* **What is needed**
If a line of the records contains the string "ResourceRequirements", copy it out.

* **Dataset**
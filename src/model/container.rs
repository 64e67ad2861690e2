//! A single container entry of a pod spec.
use std::collections::BTreeMap;

use serde::{Deserialize, Serialize};
use serde_json::Value;
use snafu::{ensure, ResultExt, Snafu};

type Result<T, E = Error> = std::result::Result<T, E>;

#[derive(Debug, Snafu)]
pub enum Error {
    #[snafu(display("container name cannot be empty"))]
    EmptyName,

    #[snafu(display("container image cannot be empty"))]
    EmptyImage,

    #[snafu(display("port {port} is outside the valid range 1..=65535"))]
    PortOutOfRange { port: i32 },

    #[snafu(display("environment variable name cannot be empty"))]
    EmptyEnvName,

    #[snafu(display("volume mount needs both a name and a mount path"))]
    IncompleteVolumeMount,

    #[snafu(display("container document is malformed"))]
    InvalidDocument { source: serde_json::Error },
}

#[derive(Clone, Debug, PartialEq, Serialize, Deserialize)]
#[serde(rename_all = "camelCase")]
pub struct ContainerPort {
    #[serde(default, skip_serializing_if = "Option::is_none")]
    pub name: Option<String>,

    pub container_port: i32,

    #[serde(default, skip_serializing_if = "Option::is_none")]
    pub host_port: Option<i32>,

    #[serde(default, skip_serializing_if = "Option::is_none")]
    pub protocol: Option<String>,
}

#[derive(Clone, Debug, PartialEq, Serialize, Deserialize)]
pub struct EnvVar {
    pub name: String,

    #[serde(default, skip_serializing_if = "Option::is_none")]
    pub value: Option<String>,
}

#[derive(Clone, Debug, PartialEq, Serialize, Deserialize)]
#[serde(rename_all = "camelCase")]
pub struct VolumeMount {
    pub name: String,
    pub mount_path: String,

    #[serde(default, skip_serializing_if = "Option::is_none")]
    pub read_only: Option<bool>,
}

/// Compute resource limits and requests, expressed as raw quantity strings
/// (`"500m"`, `"128Mi"`).
#[derive(Clone, Debug, Default, PartialEq, Serialize, Deserialize)]
pub struct ResourceRequirements {
    #[serde(default, skip_serializing_if = "Option::is_none")]
    pub limits: Option<BTreeMap<String, String>>,

    #[serde(default, skip_serializing_if = "Option::is_none")]
    pub requests: Option<BTreeMap<String, String>>,
}

/// A typed view over one entry of a pod spec's `containers` array.
///
/// Containers are kept in array order by the owning [`PodSpec`]; the order is
/// preserved when serializing. Name uniqueness within a spec is the caller's
/// responsibility.
///
/// [`PodSpec`]: crate::model::pod_spec::PodSpec
#[derive(Clone, Debug, PartialEq, Serialize, Deserialize)]
#[serde(rename_all = "camelCase")]
pub struct Container {
    name: String,

    #[serde(default, skip_serializing_if = "Option::is_none")]
    image: Option<String>,

    #[serde(default, skip_serializing_if = "Option::is_none")]
    ports: Option<Vec<ContainerPort>>,

    #[serde(default, skip_serializing_if = "Option::is_none")]
    env: Option<Vec<EnvVar>>,

    #[serde(default, skip_serializing_if = "Option::is_none")]
    volume_mounts: Option<Vec<VolumeMount>>,

    #[serde(default, skip_serializing_if = "Option::is_none")]
    resources: Option<ResourceRequirements>,
}

impl Container {
    pub fn new(name: impl Into<String>) -> Result<Self> {
        let name = name.into();
        ensure!(!name.is_empty(), EmptyNameSnafu);

        Ok(Container {
            name,
            image: None,
            ports: None,
            env: None,
            volume_mounts: None,
            resources: None,
        })
    }

    pub fn with_image(name: impl Into<String>, image: impl Into<String>) -> Result<Self> {
        let mut container = Container::new(name)?;
        container.set_image(image)?;
        Ok(container)
    }

    pub fn from_document(document: Value) -> Result<Self> {
        let container: Container =
            serde_json::from_value(document).context(InvalidDocumentSnafu)?;
        ensure!(!container.name.is_empty(), EmptyNameSnafu);
        Ok(container)
    }

    pub fn to_document(&self) -> Result<Value> {
        serde_json::to_value(self).context(InvalidDocumentSnafu)
    }

    pub fn get_name(&self) -> &str {
        &self.name
    }

    pub fn get_image(&self) -> Option<&str> {
        self.image.as_deref()
    }

    pub fn set_image(&mut self, image: impl Into<String>) -> Result<&mut Self> {
        let image = image.into();
        ensure!(!image.is_empty(), EmptyImageSnafu);

        self.image = Some(image);
        Ok(self)
    }

    pub fn add_port(&mut self, name: impl Into<String>, port: i32) -> Result<&mut Self> {
        ensure!((1..=65535).contains(&port), PortOutOfRangeSnafu { port });

        self.ports.get_or_insert_with(Vec::new).push(ContainerPort {
            name: Some(name.into()),
            container_port: port,
            host_port: None,
            protocol: None,
        });
        Ok(self)
    }

    pub fn add_env(&mut self, name: impl Into<String>, value: impl Into<String>) -> Result<&mut Self> {
        let name = name.into();
        ensure!(!name.is_empty(), EmptyEnvNameSnafu);

        self.env.get_or_insert_with(Vec::new).push(EnvVar {
            name,
            value: Some(value.into()),
        });
        Ok(self)
    }

    pub fn add_volume_mount(
        &mut self,
        name: impl Into<String>,
        path: impl Into<String>,
    ) -> Result<&mut Self> {
        let name = name.into();
        let mount_path = path.into();
        ensure!(
            !name.is_empty() && !mount_path.is_empty(),
            IncompleteVolumeMountSnafu
        );

        self.volume_mounts
            .get_or_insert_with(Vec::new)
            .push(VolumeMount {
                name,
                mount_path,
                read_only: None,
            });
        Ok(self)
    }

    pub fn set_resources(&mut self, resources: ResourceRequirements) -> &mut Self {
        self.resources = Some(resources);
        self
    }
}

#[cfg(test)]
mod tests {
    use serde_json::json;

    use super::*;

    #[test]
    fn build_container() {
        let mut container = Container::with_image("web", "nginx").unwrap();
        container
            .add_env("MODE", "production")
            .unwrap()
            .add_port("http", 80)
            .unwrap()
            .add_volume_mount("data", "/var/lib/data")
            .unwrap();

        assert_eq!(container.get_name(), "web");
        assert_eq!(container.get_image(), Some("nginx"));

        let document = container.to_document().unwrap();
        assert_eq!(document["name"], "web");
        assert_eq!(document["image"], "nginx");
        assert_eq!(document["ports"][0]["containerPort"], 80);
        assert_eq!(document["env"][0]["name"], "MODE");
        assert_eq!(document["volumeMounts"][0]["mountPath"], "/var/lib/data");
    }

    #[test]
    fn empty_name_and_image_are_rejected() {
        assert!(matches!(Container::new("").unwrap_err(), Error::EmptyName));

        let mut container = Container::new("web").unwrap();
        assert!(matches!(
            container.set_image("").unwrap_err(),
            Error::EmptyImage
        ));
        assert_eq!(container.get_image(), None);
    }

    #[test]
    fn port_range_is_enforced() {
        let mut container = Container::new("web").unwrap();
        assert!(matches!(
            container.add_port("bad", 0).unwrap_err(),
            Error::PortOutOfRange { port: 0 }
        ));
        assert!(matches!(
            container.add_port("bad", 70000).unwrap_err(),
            Error::PortOutOfRange { port: 70000 }
        ));

        let document = container.to_document().unwrap();
        assert!(document.get("ports").is_none());
    }

    #[test]
    fn load_minimal_document() {
        let container = Container::from_document(json!({"name": "sidecar"})).unwrap();
        assert_eq!(container.get_name(), "sidecar");
        assert_eq!(container.get_image(), None);
    }

    #[test]
    fn load_rejects_missing_name() {
        Container::from_document(json!({"image": "nginx"})).unwrap_err();
    }
}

* **Result of this task**
pub struct ResourceRequirements {
    resources: Option<ResourceRequirements>,
    pub fn set_resources(&mut self, resources: ResourceRequirements) -> &mut Self {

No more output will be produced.